> **How to complete this task**: Transcribe verbatim the span of lines that opens with the line containing "lazy tick supplier" and closes with the last line of the data below.

***

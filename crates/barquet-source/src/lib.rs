//! Tick acquisition boundary for barquet.
//!
//! Acquisition itself (downloading, caching) is an external concern; this
//! crate defines the seam the aggregation pipeline consumes ticks through:
//!
//! - [`TickSource`] - Hour-scoped, lazy tick supplier
//! - [`HourOutcome`] - Ticks for an hour, or an explicit skip with reason
//! - [`LocalBi5Source`] - Reads Dukascopy-layout bi5 hour files from disk

#![doc = include_str!("../README.md")]
#![doc(issue_tracker_base_url = "https://github.com/factordynamics/barquet/issues/")]
#![cfg_attr(docsrs, feature(doc_cfg, doc_auto_cfg))]
#![warn(missing_docs)]
#![forbid(unsafe_code)]

mod bi5;
mod outcome;

pub use bi5::{Bi5DecodeError, LocalBi5Source, decode_bi5, parse_raw_ticks};
pub use outcome::HourOutcome;

use chrono::{DateTime, Utc};

/// An hour-scoped supplier of ticks.
///
/// Implementations must return ticks in chronological feed order and must
/// signal "no ticks for this hour" as an empty outcome rather than an
/// error. Unreadable hours are reported as [`HourOutcome::Skipped`] so a
/// long run can continue past them.
pub trait TickSource {
    /// Fetches all ticks for the hour starting at `hour` (UTC, on the
    /// hour boundary).
    fn fetch_hour(&self, asset: &str, hour: DateTime<Utc>) -> HourOutcome;
}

***

> **Reply**:
//! - [`TickSource`] - Hour-scoped, lazy tick supplier
//! - [`HourOutcome`] - Ticks for an hour, or an explicit skip with reason
//! - [`LocalBi5Source`] - Reads Dukascopy-layout bi5 hour files from disk

#![doc = include_str!("../README.md")]
#![doc(issue_tracker_base_url = "https://github.com/factordynamics/barquet/issues/")]
#![cfg_attr(docsrs, feature(doc_cfg, doc_auto_cfg))]
#![warn(missing_docs)]
#![forbid(unsafe_code)]

mod bi5;
mod outcome;

pub use bi5::{Bi5DecodeError, LocalBi5Source, decode_bi5, parse_raw_ticks};
pub use outcome::HourOutcome;

use chrono::{DateTime, Utc};

/// An hour-scoped supplier of ticks.
///
/// Implementations must return ticks in chronological feed order and must
/// signal "no ticks for this hour" as an empty outcome rather than an
/// error. Unreadable hours are reported as [`HourOutcome::Skipped`] so a
/// long run can continue past them.
pub trait TickSource {
    /// Fetches all ticks for the hour starting at `hour` (UTC, on the
    /// hour boundary).
    fn fetch_hour(&self, asset: &str, hour: DateTime<Utc>) -> HourOutcome;
}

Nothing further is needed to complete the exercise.